Deadman

Book 3 Chapter 43: Punishments and Plots



I walked out with the Khan, and we headed toward Valdes and the man who’d shot the Khan. The Khan led the way, holding the man’s gun, and an apple. The Khan gestured to Valdes, and two other guards. Two guards brought out a table, and Valdes brought out the prisoner, who was sat in front of the table across from the Khan. He was trembling terribly and didn’t seem able to look him in the eye.

The Khan laid the apple on the table, then knocked it twice with his knuckles.

“Shank. Look at me,” he said, his one remaining eye drilling into the man’s skull.

Shank slowly looked up at the Khan. “You…you know my name my Khan?”

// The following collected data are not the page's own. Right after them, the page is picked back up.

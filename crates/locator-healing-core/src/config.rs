use serde::{Deserialize, Serialize};

/// Project tag used for metrics when the caller does not name one.
pub const DEFAULT_PROJECT: &str = "no-project";

/// What happens to a healing's earlier results when a new attempt is saved against it.
#[derive(Debug, Clone, Copy, Serialize, Deserialize, Eq, PartialEq, Default)]
#[serde(rename_all = "snake_case")]
pub enum ResultRetention {
    /// Keep every earlier result; ranking picks the best instance per locator.
    #[default]
    Append,
    /// Mark earlier results superseded; they stay addressable for feedback only.
    Supersede,
}

impl ResultRetention {
    #[must_use]
    pub fn as_str(self) -> &'static str {
        match self {
            Self::Append => "append",
            Self::Supersede => "supersede",
        }
    }

    #[must_use]
    pub fn parse(value: &str) -> Option<Self> {
        match value {
            "append" => Some(Self::Append),
            "supersede" => Some(Self::Supersede),
            _ => None,
        }
    }
}

#[derive(Debug, Clone, Serialize, Deserialize, Eq, PartialEq)]
#[serde(default)]
pub struct HealingConfig {
    /// Include the page URL when deriving selector identifiers.
    pub url_for_key: bool,
    /// Push metrics on save and relocate them on feedback.
    pub collect_metrics: bool,
    pub default_project: String,
    pub result_retention: ResultRetention,
}

impl Default for HealingConfig {
    fn default() -> Self {
        Self {
            url_for_key: false,
            collect_metrics: false,
            default_project: DEFAULT_PROJECT.to_string(),
            result_retention: ResultRetention::Append,
        }
    }
}

impl HealingConfig {
    #[must_use]
    pub fn project_or_default(&self, project: Option<&str>) -> String {
        match project {
            Some(project) if !project.is_empty() => project.to_string(),
            _ => self.default_project.clone(),
        }
    }
}

/// Pick the session key from the two header slots, primary first.
#[must_use]
pub fn resolve_session_key(primary: Option<&str>, secondary: Option<&str>) -> Option<String> {
    [primary, secondary]
        .into_iter()
        .flatten()
        .find(|value| !value.is_empty())
        .map(str::to_string)
}

#[cfg(test)]
mod tests {
    use super::*;

    #[test]
    fn primary_session_key_wins_when_present() {
        assert_eq!(resolve_session_key(Some("v1"), Some("v2")), Some("v1".to_string()));
        assert_eq!(resolve_session_key(Some("v1"), Some("")), Some("v1".to_string()));
    }

    #[test]
    fn empty_primary_falls_back_to_secondary() {
        assert_eq!(resolve_session_key(Some(""), Some("v2")), Some("v2".to_string()));
        assert_eq!(resolve_session_key(None, Some("v2")), Some("v2".to_string()));
        assert_eq!(resolve_session_key(Some(""), Some("")), None);
        assert_eq!(resolve_session_key(None, None), None);
    }

    #[test]
    fn missing_project_uses_configured_default() {
        let config = HealingConfig::default();
        assert_eq!(config.project_or_default(None), DEFAULT_PROJECT);
        assert_eq!(config.project_or_default(Some("")), DEFAULT_PROJECT);
        assert_eq!(config.project_or_default(Some("checkout")), "checkout");

        let custom = HealingConfig { default_project: "sandbox".to_string(), ..config };
        assert_eq!(custom.project_or_default(None), "sandbox");
    }

    #[test]
    fn retention_round_trips_through_names() {
        for retention in [ResultRetention::Append, ResultRetention::Supersede] {
            assert_eq!(ResultRetention::parse(retention.as_str()), Some(retention));
        }
        assert_eq!(ResultRetention::parse("replace"), None);
    }
}
use sha2::{Digest, Sha256};

use crate::{HealingId, Locator, SelectorId};

/// Derive the identifier of a healing attempt from its selector and page snapshot.
///
/// The selector id is length-prefixed before the page content is appended, so the
/// hashed byte stream is unambiguous for every distinct `(selector_id, page_content)`.
#[must_use]
pub fn derive_healing_id(selector_id: &SelectorId, page_content: &str) -> HealingId {
    let mut hasher = Sha256::new();
    update_framed(&mut hasher, selector_id.as_str());
    hasher.update(page_content.as_bytes());
    let digest = hasher.finalize();
    HealingId(format!("{digest:x}"))
}

/// Source of stable selector identifiers.
pub trait SelectorIdentityProvider {
    fn derive_selector_id(
        &self,
        locator: &Locator,
        url: &str,
        command: &str,
        use_url_as_key: bool,
    ) -> SelectorId;
}

/// SHA-256 over the framed locator strategy, value, command and (optionally) URL.
#[derive(Debug, Clone, Copy, Default)]
pub struct DigestSelectorIdentity;

impl SelectorIdentityProvider for DigestSelectorIdentity {
    fn derive_selector_id(
        &self,
        locator: &Locator,
        url: &str,
        command: &str,
        use_url_as_key: bool,
    ) -> SelectorId {
        let mut hasher = Sha256::new();
        update_framed(&mut hasher, &locator.strategy);
        update_framed(&mut hasher, &locator.value);
        update_framed(&mut hasher, command);
        if use_url_as_key {
            hasher.update([1_u8]);
            update_framed(&mut hasher, url);
        } else {
            hasher.update([0_u8]);
        }
        let digest = hasher.finalize();
        SelectorId(format!("{digest:x}"))
    }
}

fn update_framed(hasher: &mut Sha256, value: &str) {
    let len = u64::try_from(value.len()).unwrap_or(u64::MAX);
    hasher.update(len.to_be_bytes());
    hasher.update(value.as_bytes());
}
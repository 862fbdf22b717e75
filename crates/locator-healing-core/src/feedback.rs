use serde::{Deserialize, Serialize};

use crate::{
    FeedbackState, HealingError, HealingResult, HealingResultId, HealingResultRepository,
    PartitionMove,
};

#[derive(Debug, Clone, Serialize, Deserialize, PartialEq)]
pub struct FeedbackTransition {
    pub result: HealingResult,
    pub previous: FeedbackState,
    pub current: FeedbackState,
}

impl FeedbackTransition {
    /// Metrics relocation mirroring the new success flag.
    #[must_use]
    pub fn relocation(&self) -> PartitionMove {
        let success = self.current == FeedbackState::Successful;
        PartitionMove::for_outcome(self.result.healing_result_id, success)
    }
}

/// Set a result's success flag. Feedback for an unknown result is dropped (`Ok(None)`).
///
/// Later feedback overwrites earlier feedback.
///
/// # Errors
/// Propagates store failures.
pub fn apply_feedback<S>(
    store: &mut S,
    healing_result_id: HealingResultId,
    success: bool,
) -> Result<Option<FeedbackTransition>, HealingError>
where
    S: HealingResultRepository + ?Sized,
{
    let Some(mut result) = store.find_result(healing_result_id)? else {
        return Ok(None);
    };

    let previous = result.feedback_state();
    store.update_result_success(healing_result_id, success)?;
    result.success = Some(success);

    Ok(Some(FeedbackTransition { previous, current: result.feedback_state(), result }))
}

#[cfg(test)]
mod tests {
    use super::*;
    use crate::test_support::{mk_result, InMemoryStore};
    use crate::{HealingId, MetricsPartition};

    fn seeded_store() -> (InMemoryStore, HealingResultId) {
        let mut store = InMemoryStore::default();
        let result = mk_result(&HealingId("h1".to_string()), "#a", 0.9);
        let id = result.healing_result_id;
        store.results.push(result);
        (store, id)
    }

    fn stored_flag(store: &InMemoryStore, id: HealingResultId) -> Option<bool> {
        store
            .results
            .iter()
            .find(|result| result.healing_result_id == id)
            .and_then(|result| result.success)
    }

    #[test]
    fn feedback_moves_unknown_result_to_successful() {
        let (mut store, id) = seeded_store();

        let transition = match apply_feedback(&mut store, id, true) {
            Ok(Some(transition)) => transition,
            other => panic!("feedback should apply: {other:?}"),
        };

        assert_eq!(transition.previous, FeedbackState::Unknown);
        assert_eq!(transition.current, FeedbackState::Successful);
        assert_eq!(transition.relocation().to, MetricsPartition::Successful);
        assert_eq!(transition.relocation().from, MetricsPartition::Unsuccessful);
        assert_eq!(stored_flag(&store, id), Some(true));
    }

    #[test]
    fn last_feedback_wins() {
        let (mut store, id) = seeded_store();

        for success in [true, false] {
            if let Err(err) = apply_feedback(&mut store, id, success) {
                panic!("feedback should apply: {err}");
            }
        }

        assert_eq!(stored_flag(&store, id), Some(false));
    }

    #[test]
    fn repeated_feedback_reports_previous_state() {
        let (mut store, id) = seeded_store();
        if let Err(err) = apply_feedback(&mut store, id, false) {
            panic!("feedback should apply: {err}");
        }

        let transition = match apply_feedback(&mut store, id, true) {
            Ok(Some(transition)) => transition,
            other => panic!("feedback should apply: {other:?}"),
        };

        assert_eq!(transition.previous, FeedbackState::Unsuccessful);
        assert_eq!(transition.current, FeedbackState::Successful);
    }

    #[test]
    fn feedback_for_unknown_result_is_a_no_op() {
        let (mut store, id) = seeded_store();

        let outcome = apply_feedback(&mut store, HealingResultId::new(), true);

        assert_eq!(outcome, Ok(None));
        assert_eq!(stored_flag(&store, id), None);
    }
}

The Khan nodded. “I do. I know the names of all who ride with me into battle.”

“I… I am honored.”

“This” the Khan unwrapped the bandages over his now empty eye socket and pointed. “Was caused by your bullet.”

Shank looked at it for a moment, then looked away.

Look at it.”

Shank managed to bring himself to look at the Khan’s wound without turning away, though he was trembling.

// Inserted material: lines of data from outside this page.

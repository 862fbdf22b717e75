use std::fmt::{Display, Formatter};

use serde::{Deserialize, Serialize};
use time::OffsetDateTime;
use ulid::Ulid;

mod config;
mod engine;
mod feedback;
mod identity;
mod metrics;
mod ranking;
mod repository;
#[cfg(test)]
mod test_support;

pub use config::{resolve_session_key, HealingConfig, ResultRetention, DEFAULT_PROJECT};
pub use engine::{
    persist_results, reconcile, resolve_or_create, save_healing, HealingAttempt, SavedHealing,
};
pub use feedback::{apply_feedback, FeedbackTransition};
pub use identity::{derive_healing_id, DigestSelectorIdentity, SelectorIdentityProvider};
pub use metrics::{
    MetricsError, MetricsFailure, MetricsGateway, MetricsPartition, MetricsTask, MetricsUpload,
    PartitionMove,
};
pub use ranking::{rank_healings, sort_by_score, RankedCandidate, RankedSelectorView};
pub use repository::{
    HealingQuery, HealingRepository, HealingResultRepository, HealingStore, ReportRepository,
    SelectorRepository,
};

#[derive(Debug, Clone, thiserror::Error, Eq, PartialEq)]
pub enum HealingError {
    /// The caller referenced a selector that was never registered.
    #[error("selector is not registered: {0}")]
    MissingSelector(SelectorId),
    /// Persisted state disagrees with the request that produced it.
    #[error("internal consistency error: {0}")]
    InternalConsistency(String),
    /// A unique key already exists. Raised by stores, absorbed by the resolver.
    #[error("identity already exists: {0}")]
    DuplicateIdentity(String),
    #[error("validation error: {0}")]
    Validation(String),
    #[error("storage error: {0}")]
    Storage(String),
}

#[derive(Debug, Clone, Serialize, Deserialize, Eq, PartialEq, Ord, PartialOrd, Hash)]
#[serde(transparent)]
pub struct SelectorId(pub String);

impl SelectorId {
    #[must_use]
    pub fn as_str(&self) -> &str {
        &self.0
    }
}

impl Display for SelectorId {
    fn fmt(&self, f: &mut Formatter<'_>) -> std::fmt::Result {
        write!(f, "{}", self.0)
    }
}

/// Content-addressed identifier of one healing attempt, see [`derive_healing_id`].
#[derive(Debug, Clone, Serialize, Deserialize, Eq, PartialEq, Ord, PartialOrd, Hash)]
#[serde(transparent)]
pub struct HealingId(pub String);

impl HealingId {
    #[must_use]
    pub fn as_str(&self) -> &str {
        &self.0
    }
}

impl Display for HealingId {
    fn fmt(&self, f: &mut Formatter<'_>) -> std::fmt::Result {
        write!(f, "{}", self.0)
    }
}

#[derive(Debug, Clone, Copy, Serialize, Deserialize, Eq, PartialEq, Ord, PartialOrd, Hash)]
pub struct HealingResultId(pub Ulid);

impl HealingResultId {
    #[must_use]
    pub fn new() -> Self {
        Self(Ulid::new())
    }
}

impl Default for HealingResultId {
    fn default() -> Self {
        Self::new()
    }
}

impl Display for HealingResultId {
    fn fmt(&self, f: &mut Formatter<'_>) -> std::fmt::Result {
        write!(f, "{}", self.0)
    }
}

#[derive(Debug, Clone, Copy, Serialize, Deserialize, Eq, PartialEq, Ord, PartialOrd, Hash)]
pub struct ReportRecordId(pub Ulid);

impl ReportRecordId {
    #[must_use]
    pub fn new() -> Self {
        Self(Ulid::new())
    }
}

impl Default for ReportRecordId {
    fn default() -> Self {
        Self::new()
    }
}

impl Display for ReportRecordId {
    fn fmt(&self, f: &mut Formatter<'_>) -> std::fmt::Result {
        write!(f, "{}", self.0)
    }
}

/// A locator descriptor: lookup strategy (`css`, `xpath`, `id`, ...) plus its value.
#[derive(Debug, Clone, Serialize, Deserialize, Eq, PartialEq, Ord, PartialOrd, Hash)]
pub struct Locator {
    pub strategy: String,
    pub value: String,
}

impl Locator {
    #[must_use]
    pub fn new(strategy: impl Into<String>, value: impl Into<String>) -> Self {
        Self { strategy: strategy.into(), value: value.into() }
    }
}

/// Stable identity of one locator used by one test method.
#[derive(Debug, Clone, Serialize, Deserialize, Eq, PartialEq)]
pub struct Selector {
    pub selector_id: SelectorId,
    pub class_name: String,
    pub method_name: String,
    pub locator: Locator,
    pub url: String,
    pub command: String,
    #[serde(with = "time::serde::rfc3339")]
    pub created_at: OffsetDateTime,
}

/// One self-healing attempt for a selector against a specific page state.
///
/// A successful attempt owns at least one [`HealingResult`].
#[derive(Debug, Clone, Serialize, Deserialize, PartialEq)]
pub struct Healing {
    pub healing_id: HealingId,
    pub selector: Selector,
    pub page_content: String,
    #[serde(with = "time::serde::rfc3339")]
    pub created_at: OffsetDateTime,
    #[serde(default)]
    pub results: Vec<HealingResult>,
}

#[derive(Debug, Clone, Serialize, Deserialize, PartialEq)]
pub struct HealingResult {
    pub healing_result_id: HealingResultId,
    pub healing_id: HealingId,
    pub locator: Locator,
    pub score: f64,
    pub success: Option<bool>,
    #[serde(default)]
    pub superseded: bool,
    #[serde(with = "time::serde::rfc3339")]
    pub created_at: OffsetDateTime,
}

impl HealingResult {
    #[must_use]
    pub fn feedback_state(&self) -> FeedbackState {
        FeedbackState::from_flag(self.success)
    }
}

#[derive(Debug, Clone, Copy, Serialize, Deserialize, Eq, PartialEq, Ord, PartialOrd, Hash)]
#[serde(rename_all = "snake_case")]
pub enum FeedbackState {
    Unknown,
    Successful,
    Unsuccessful,
}

impl FeedbackState {
    #[must_use]
    pub fn from_flag(success: Option<bool>) -> Self {
        match success {
            None => Self::Unknown,
            Some(true) => Self::Successful,
            Some(false) => Self::Unsuccessful,
        }
    }

    #[must_use]
    pub fn as_str(self) -> &'static str {
        match self {
            Self::Unknown => "unknown",
            Self::Successful => "successful",
            Self::Unsuccessful => "unsuccessful",
        }
    }
}

/// A proposed alternative locator as reported by the automation client.
#[derive(Debug, Clone, Serialize, Deserialize, PartialEq)]
pub struct CandidateResult {
    pub locator: Locator,
    pub score: f64,
}

#[derive(Debug, Clone, Serialize, Deserialize, Eq, PartialEq)]
pub struct ReportRecord {
    pub report_record_id: ReportRecordId,
    pub session_key: Option<String>,
    pub healing_id: HealingId,
    pub healing_result_id: HealingResultId,
    pub selector_id: SelectorId,
    pub screenshot: Option<String>,
    #[serde(with = "time::serde::rfc3339")]
    pub created_at: OffsetDateTime,
}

“Now. You were obeying orders to fire in my direction after changing formation. You did not shoot at me with the intent to kill, in fact, based on the state of this,” the Khan placed the gun onto the table, the pathetic rusted and pitted thing that had seen hard service and no servicing, “you were likely not even aiming for me at all.”

“I am sor-”

“The injury I suffered was not intentional, and so the punishment will be one in which I can only unintentionally hurt you.” He tapped on the rifle. “You have one hour. Clean and repair your gun in that time. When the hour is up, I will load it and shoot this apple off of your head. I will fire for as many attempts as it takes.”

Shank looked pale as he checked the state of his own weapon, seeming to pay full attention to it for the first time.

“If your gun is in order, I am less likely to miss.”

Shank nodded furiously, reaching for the gun to get started.

“Of course… with one of my eyes missing… my aim is likely not what it once was either way.”

Shank blinked and looked back up at the Khan, still trembling.

“I will see you in an hour.” With those last words, the Khan left him there to disassemble and clean his gun with shaky hands and terror in his eyes.

I thought that the ‘punishment’ was more than fair. I’d seen what type of punishments the Khan could dole out when his fury was raised. Still, it seemed to have the right impression on Shank. From what I could tell, the man was very loyal, and devastated by what he’d done. Judging by the fury with which he now serviced his weapon however, I got the impression that he didn’t feel so badly that he wanted to die over it.

I took a deep breath, and followed my nose to find Bill, sitting at a table with a number of small tools laid out in front of him, and one of the small speakers disassembled.

“Figure anything out?” I asked.

“It’s a speaker. Loud. Received a long range signal.”

I nodded, that was about what we’d already guessed. “Would there be any way to detect them?”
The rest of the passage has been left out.